* _Given information_:
* * *
//! Connection providers: where databases live and how they are opened.

use crate::connection::{Connection, UpgradeFn};
use crate::error::{StorageError, StorageResult};
use crate::file::FileBackend;
use crate::memory::InMemoryBackend;
use fs2::FileExt;
use parking_lot::Mutex;
use std::collections::HashMap;
use std::fs::OpenOptions;
use std::path::{Path, PathBuf};
use std::sync::{Arc, Weak};
use tracing::info;

/// File extension of journal files created by [`DirectoryProvider`].
pub const JOURNAL_EXTENSION: &str = "journal";

/// Opens and deletes named databases.
///
/// The provider owns where the bytes live; the returned connection is shared
/// by its users and closed by whoever opened it.
pub trait ConnectionProvider: Send + Sync {
    /// Opens (or creates) the database `name` at schema `version`.
    ///
    /// `upgrade` runs once if the stored version is lower than `version`
    /// (a new database has version 0).
    ///
    /// # Errors
    ///
    /// Returns an error if the database cannot be opened, is locked, is
    /// newer than `version`, or `upgrade` fails.
    fn open(
        &self,
        name: &str,
        version: u64,
        upgrade: &mut UpgradeFn<'_>,
    ) -> StorageResult<Arc<Connection>>;

    /// Deletes the database `name` and all of its stores.
    ///
    /// Deleting a database that does not exist is not an error.
    ///
    /// # Errors
    ///
    /// Returns an error if the database is in use or cannot be removed.
    fn delete(&self, name: &str) -> StorageResult<()>;
}

/// Keeps named databases in memory for the lifetime of the provider.
///
/// Reopening a name sees everything committed by earlier connections. Like
/// [`DirectoryProvider`], a database has at most one open connection: opening
/// or deleting it fails with [`StorageError::DatabaseLocked`] until that
/// connection is closed or dropped.
#[derive(Debug, Default)]
pub struct MemoryProvider {
    databases: Mutex<HashMap<String, MemoryDatabase>>,
    sync_on_commit: bool,
}

#[derive(Debug, Default)]
struct MemoryDatabase {
    backend: InMemoryBackend,
    live: Weak<Connection>,
}

impl MemoryDatabase {
    fn is_open(&self) -> bool {
        self.live
            .upgrade()
            .is_some_and(|connection| !connection.is_closed())
    }
}

impl MemoryProvider {
    /// Creates an empty provider.
    #[must_use]
    pub fn new() -> Self {
        Self::default()
    }

    /// Returns the journal backend of a database, if it exists.
    #[must_use]
    pub fn backend(&self, name: &str) -> Option<InMemoryBackend> {
        self.databases
            .lock()
            .get(name)
            .map(|database| database.backend.clone())
    }
}

impl ConnectionProvider for MemoryProvider {
    fn open(
        &self,
        name: &str,
        version: u64,
        upgrade: &mut UpgradeFn<'_>,
    ) -> StorageResult<Arc<Connection>> {
        // Held across the open so two callers cannot both pass the check.
        let mut databases = self.databases.lock();
        let database = databases.entry(name.to_string()).or_default();
        if database.is_open() {
            return Err(StorageError::DatabaseLocked);
        }
        let backend = Box::new(database.backend.clone());
        let connection = Arc::new(Connection::open_with_backend(
            name,
            version,
            backend,
            self.sync_on_commit,
            upgrade,
        )?);
        database.live = Arc::downgrade(&connection);
        Ok(connection)
    }

    fn delete(&self, name: &str) -> StorageResult<()> {
        let mut databases = self.databases.lock();
        if databases.get(name).is_some_and(MemoryDatabase::is_open) {
            return Err(StorageError::DatabaseLocked);
        }
        if databases.remove(name).is_some() {
            info!(database = name, "deleted in-memory database");
        }
        Ok(())
    }
}

/// Stores each database as one journal file inside a directory.
///
/// ```text
/// <root>/
/// ├─ offstore.journal
/// └─ other.journal
/// ```
#[derive(Debug, Clone)]
pub struct DirectoryProvider {
    root: PathBuf,
    sync_on_commit: bool,
}

impl DirectoryProvider {
    /// Creates a provider rooted at `root`. The directory is created on the
    /// first open.
    #[must_use]
    pub fn new(root: impl Into<PathBuf>) -> Self {
        Self {
            root: root.into(),
            sync_on_commit: true,
        }
    }

    /// Sets whether every commit is synced to disk (default `true`).
    #[must_use]
    pub fn sync_on_commit(mut self, value: bool) -> Self {
        self.sync_on_commit = value;
        self
    }

    /// Returns the root directory.
    #[must_use]
    pub fn root(&self) -> &Path {
        &self.root
    }

    /// Returns the journal path for a database name.
    ///
    /// # Errors
    ///
    /// Returns [`StorageError::InvalidName`] if the name is empty or would
    /// escape the root directory.
    pub fn journal_path(&self, name: &str) -> StorageResult<PathBuf> {
        let valid = !name.is_empty()
            && name != "."
            && name != ".."
            && !name.contains(['/', '\\'])
            && !name.contains('\0');
        if !valid {
            return Err(StorageError::InvalidName(name.to_string()));
        }
        Ok(self.root.join(format!("{name}.{JOURNAL_EXTENSION}")))
    }

    /// Lists the names of databases present in the root directory.
    ///
    /// # Errors
    ///
    /// Returns an I/O error if the directory exists but cannot be read.
    pub fn database_names(&self) -> StorageResult<Vec<String>> {
        if !self.root.exists() {
            return Ok(Vec::new());
        }
        let mut names = Vec::new();
        for entry in std::fs::read_dir(&self.root)? {
            let path = entry?.path();
            if path.extension().and_then(|e| e.to_str()) == Some(JOURNAL_EXTENSION) {
                if let Some(stem) = path.file_stem().and_then(|s| s.to_str()) {
                    names.push(stem.to_string());
                }
            }
        }
        names.sort();
        Ok(names)
    }
}

impl ConnectionProvider for DirectoryProvider {
    fn open(
        &self,
        name: &str,
        version: u64,
        upgrade: &mut UpgradeFn<'_>,
    ) -> StorageResult<Arc<Connection>> {
        let path = self.journal_path(name)?;
        let backend = FileBackend::open_with_create_dirs(&path)?;
        let connection =
            Connection::open_with_backend(name, version, Box::new(backend), self.sync_on_commit, upgrade)?;
        Ok(Arc::new(connection))
    }

    fn delete(&self, name: &str) -> StorageResult<()> {
        let path = self.journal_path(name)?;
        if !path.exists() {
            return Ok(());
        }

        let file = OpenOptions::new().read(true).write(true).open(&path)?;
        if file.try_lock_exclusive().is_err() {
            return Err(StorageError::DatabaseLocked);
        }
        std::fs::remove_file(&path)?;
        drop(file);
        info!(database = name, path = %path.display(), "deleted database");
        Ok(())
    }
}
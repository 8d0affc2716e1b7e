//! # offstore Storage
//!
//! Transactional object-store backend for offstore.
//!
//! A database is a set of named **object stores**, each a map from `u64` keys
//! to opaque byte values with its own auto-increment key generator. Committed
//! transactions are appended to a checksummed **journal** kept on a
//! [`JournalBackend`]; opening a database replays the journal.
//!
//! ## Design Principles
//!
//! - Values are opaque bytes; record formats belong to callers
//! - One frame per committed transaction, so commits are all-or-nothing
//! - A single writer at a time; readers never see staged writes
//! - Connections are shared behind `Arc` and closed by their opener
//!
//! ## Available Pieces
//!
//! - [`InMemoryBackend`] / [`FileBackend`] - journal byte stores
//! - [`Connection`] - open database with [`ReadTransaction`] and [`WriteTransaction`]
//! - [`MemoryProvider`] / [`DirectoryProvider`] - open and delete named databases
//!
//! ## Example
//!
//! ```rust
//! use offstore_storage::{ConnectionProvider, MemoryProvider, StoreOptions};
//!
//! # tokio_test_block(async {
//! let provider = MemoryProvider::new();
//! let conn = provider
//!     .open("media", 1, &mut |schema| {
//!         schema.create_store("segments", StoreOptions::auto_increment())
//!     })
//!     .unwrap();
//!
//! let mut txn = conn.begin_write(&["segments"]).await.unwrap();
//! let key = txn.add("segments", vec![0, 1, 2]).unwrap();
//! txn.commit().unwrap();
//!
//! let read = conn.begin_read(&["segments"]).unwrap();
//! assert_eq!(read.get("segments", key).unwrap(), Some(vec![0, 1, 2]));
//! # });
//! # fn tokio_test_block<F: std::future::Future>(f: F) -> F::Output {
//! #     tokio::runtime::Builder::new_current_thread().build().unwrap().block_on(f)
//! # }
//! ```

#![deny(unsafe_code)]
#![warn(missing_docs)]

mod backend;
mod connection;
mod error;
mod file;
pub mod journal;
mod memory;
mod provider;
pub mod raw_bytes;
mod schema;

pub use backend::JournalBackend;
pub use connection::{Connection, ReadTransaction, UpgradeFn, WriteTransaction};
pub use error::{StorageError, StorageResult};
pub use file::FileBackend;
pub use memory::InMemoryBackend;
pub use provider::{ConnectionProvider, DirectoryProvider, MemoryProvider, JOURNAL_EXTENSION};
pub use schema::{SchemaUpgrade, StoreOptions, FIRST_GENERATED_KEY};
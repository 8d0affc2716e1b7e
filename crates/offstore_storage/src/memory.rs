//! In-memory journal backend.

use crate::backend::JournalBackend;
use crate::error::{StorageError, StorageResult};
use parking_lot::RwLock;
use std::sync::Arc;

/// An in-memory journal backend.
///
/// Clones share the same bytes, so a [`MemoryProvider`](crate::MemoryProvider)
/// can hand the journal of a named database to every connection it opens and
/// the data outlives any single connection.
///
/// # Example
///
/// ```rust
/// use offstore_storage::{InMemoryBackend, JournalBackend};
///
/// let mut backend = InMemoryBackend::new();
/// let shared = backend.clone();
/// backend.append(b"frame").unwrap();
/// assert_eq!(shared.read_all().unwrap(), b"frame");
/// ```
#[derive(Debug, Clone, Default)]
pub struct InMemoryBackend {
    data: Arc<RwLock<Vec<u8>>>,
}

impl InMemoryBackend {
    /// Creates a new empty in-memory backend.
    #[must_use]
    pub fn new() -> Self {
        Self::default()
    }

    /// Creates a backend holding pre-existing journal bytes.
    ///
    /// Useful for recovery tests.
    #[must_use]
    pub fn with_data(data: Vec<u8>) -> Self {
        Self {
            data: Arc::new(RwLock::new(data)),
        }
    }

    /// Returns a copy of the journal bytes.
    #[must_use]
    pub fn data(&self) -> Vec<u8> {
        self.data.read().clone()
    }
}

impl JournalBackend for InMemoryBackend {
    fn read_all(&self) -> StorageResult<Vec<u8>> {
        Ok(self.data.read().clone())
    }

    fn append(&mut self, frame: &[u8]) -> StorageResult<u64> {
        let mut data = self.data.write();
        let offset = data.len() as u64;
        data.extend_from_slice(frame);
        Ok(offset)
    }

    fn flush(&mut self) -> StorageResult<()> {
        Ok(())
    }

    fn sync(&mut self) -> StorageResult<()> {
        Ok(())
    }

    fn size(&self) -> StorageResult<u64> {
        Ok(self.data.read().len() as u64)
    }

    fn truncate(&mut self, new_size: u64) -> StorageResult<()> {
        let mut data = self.data.write();
        let current = data.len() as u64;
        if new_size > current {
            return Err(StorageError::Io(std::io::Error::new(
                std::io::ErrorKind::InvalidInput,
                format!("cannot truncate journal of {current} bytes to {new_size} bytes"),
            )));
        }
        data.truncate(new_size as usize);
        Ok(())
    }
}
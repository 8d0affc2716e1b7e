//! Inspect command implementation.

use super::{existing_journal, open_existing, CliResult};
use offstore_storage::journal;
use serde::Serialize;
use std::path::Path;

/// Database inspection result.
#[derive(Debug, Serialize)]
pub struct InspectResult {
    /// Journal file path.
    pub path: String,
    /// Database name.
    pub name: String,
    /// Schema version.
    pub version: u64,
    /// Journal size in bytes.
    pub journal_size: u64,
    /// Number of committed frames in the journal.
    pub frame_count: usize,
    /// Whether the journal ended in a partially written frame.
    pub torn_tail: bool,
    /// Statistics per store.
    pub stores: Vec<StoreStats>,
}

/// Statistics for a single store.
#[derive(Debug, Serialize)]
pub struct StoreStats {
    /// Store name.
    pub name: String,
    /// Number of records.
    pub record_count: usize,
    /// Total encoded size of the records in bytes.
    pub data_size: usize,
}

/// Runs the inspect command.
pub async fn run(path: &Path, name: &str, format: &str) -> CliResult<()> {
    let result = collect(path, name).await?;

    match format {
        "json" => {
            println!("{}", serde_json::to_string_pretty(&result)?);
        }
        _ => {
            print_text_output(&result);
        }
    }

    Ok(())
}

/// Gathers journal and store statistics.
///
/// The journal is scanned before the database is opened, since opening
/// truncates a torn tail.
pub async fn collect(path: &Path, name: &str) -> CliResult<InspectResult> {
    let journal_path = existing_journal(path, name)?;
    let bytes = std::fs::read(&journal_path)?;
    let replay = journal::replay(&bytes)?;

    let mechanism = open_existing(path, name)?;
    let connection = mechanism.connection();
    let mut stores = Vec::new();
    for store in connection.store_names() {
        let txn = connection.begin_read(&[store.as_str()])?;
        let records = txn.get_all(&store)?;
        stores.push(StoreStats {
            record_count: records.len(),
            data_size: records.values().map(Vec::len).sum(),
            name: store,
        });
    }
    let version = connection.version();
    mechanism.destroy().await;

    Ok(InspectResult {
        path: journal_path.display().to_string(),
        name: name.to_string(),
        version,
        journal_size: bytes.len() as u64,
        frame_count: replay.entries.len(),
        torn_tail: replay.torn_tail,
        stores,
    })
}

fn print_text_output(result: &InspectResult) {
    println!("Database: {} ({})", result.name, result.path);
    println!("  Schema version: {}", result.version);
    println!();
    println!("Journal:");
    println!("  Size:   {} bytes", result.journal_size);
    println!("  Frames: {}", result.frame_count);
    if result.torn_tail {
        println!("  Torn tail: yes (truncated on open)");
    }
    println!();
    println!("Stores:");
    for store in &result.stores {
        println!(
            "  {:<20} {:>8} records  {:>12} bytes",
            store.name, store.record_count, store.data_size
        );
    }
}

#[cfg(test)]
mod tests {
    use super::*;
    use offstore_core::{DatabaseConfig, DirectoryProvider, StorageMechanism};
    use offstore_testkit::{create_manifest, create_segment_data};
    use std::fs::OpenOptions;
    use std::io::Write;

    async fn populate(path: &Path) {
        let provider = DirectoryProvider::new(path);
        let mechanism = StorageMechanism::open(&provider, DatabaseConfig::new()).unwrap();
        let cell = mechanism.cell();
        cell.add_segments(&[create_segment_data(&[0, 1]), create_segment_data(&[2])])
            .await
            .unwrap();
        cell.add_manifests(&[create_manifest("original-uri-1")])
            .await
            .unwrap();
        mechanism.destroy().await;
    }

    #[tokio::test]
    async fn reports_stores_and_frames() {
        let dir = tempfile::tempdir().unwrap();
        populate(dir.path()).await;

        let result = collect(dir.path(), "offstore").await.unwrap();
        assert_eq!(result.version, 1);
        // Schema bootstrap plus two commits.
        assert_eq!(result.frame_count, 3);
        assert!(!result.torn_tail);

        let segments = result
            .stores
            .iter()
            .find(|s| s.name == "segment-store")
            .unwrap();
        assert_eq!(segments.record_count, 2);
        let manifests = result
            .stores
            .iter()
            .find(|s| s.name == "manifest-store")
            .unwrap();
        assert_eq!(manifests.record_count, 1);
    }

    #[tokio::test]
    async fn reports_torn_tail_before_repair() {
        let dir = tempfile::tempdir().unwrap();
        populate(dir.path()).await;
        let journal = dir.path().join("offstore.journal");
        OpenOptions::new()
            .append(true)
            .open(&journal)
            .unwrap()
            .write_all(b"OSJF\x01")
            .unwrap();

        let result = collect(dir.path(), "offstore").await.unwrap();
        assert!(result.torn_tail);
        assert_eq!(result.frame_count, 3);

        let repaired = collect(dir.path(), "offstore").await.unwrap();
        assert!(!repaired.torn_tail);
    }
}
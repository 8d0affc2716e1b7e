//! Journal backend trait definition.

use crate::error::StorageResult;

/// A byte store holding a connection's journal.
///
/// Journal backends are **opaque byte stores**. They know nothing about
/// frames, stores or records; the [`Connection`](crate::Connection) owns the
/// journal format and only asks the backend to keep bytes durable.
///
/// # Invariants
///
/// - `append` returns the offset where data was written
/// - `read_all` returns every byte appended and not truncated
/// - `sync` makes all appended bytes survive process termination
/// - Backends must be `Send + Sync` so connections can be shared
///
/// # Implementors
///
/// - [`super::InMemoryBackend`] - For testing and ephemeral databases
/// - [`super::FileBackend`] - For persistent databases
pub trait JournalBackend: Send + Sync {
    /// Reads the whole journal.
    ///
    /// # Errors
    ///
    /// Returns an error if an I/O error occurs.
    fn read_all(&self) -> StorageResult<Vec<u8>>;

    /// Appends one encoded frame to the end of the journal.
    ///
    /// Returns the offset where the frame starts.
    ///
    /// # Errors
    ///
    /// Returns an error if an I/O error occurs. The journal may hold a
    /// partial frame afterwards; callers truncate back to the previous size.
    fn append(&mut self, frame: &[u8]) -> StorageResult<u64>;

    /// Pushes appended bytes to the operating system.
    ///
    /// # Errors
    ///
    /// Returns an error if the flush fails.
    fn flush(&mut self) -> StorageResult<()>;

    /// Flushes data and metadata to durable storage.
    ///
    /// # Errors
    ///
    /// Returns an error if the sync fails.
    fn sync(&mut self) -> StorageResult<()>;

    /// Returns the journal size in bytes.
    ///
    /// # Errors
    ///
    /// Returns an error if the size cannot be determined.
    fn size(&self) -> StorageResult<u64>;

    /// Truncates the journal to `new_size` bytes.
    ///
    /// Used to drop a torn tail frame during recovery and to undo a
    /// failed append.
    ///
    /// # Errors
    ///
    /// Returns an error if `new_size` is greater than the current size
    /// or the truncation fails.
    fn truncate(&mut self, new_size: u64) -> StorageResult<()>;
}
* * *
* _Task to carry out_: Copy exactly. Start at the line containing "the current size" and continue through the last line of the records.

* _Solution below_:
    /// Returns an error if `new_size` is greater than the current size
    /// or the truncation fails.
    fn truncate(&mut self, new_size: u64) -> StorageResult<()>;
}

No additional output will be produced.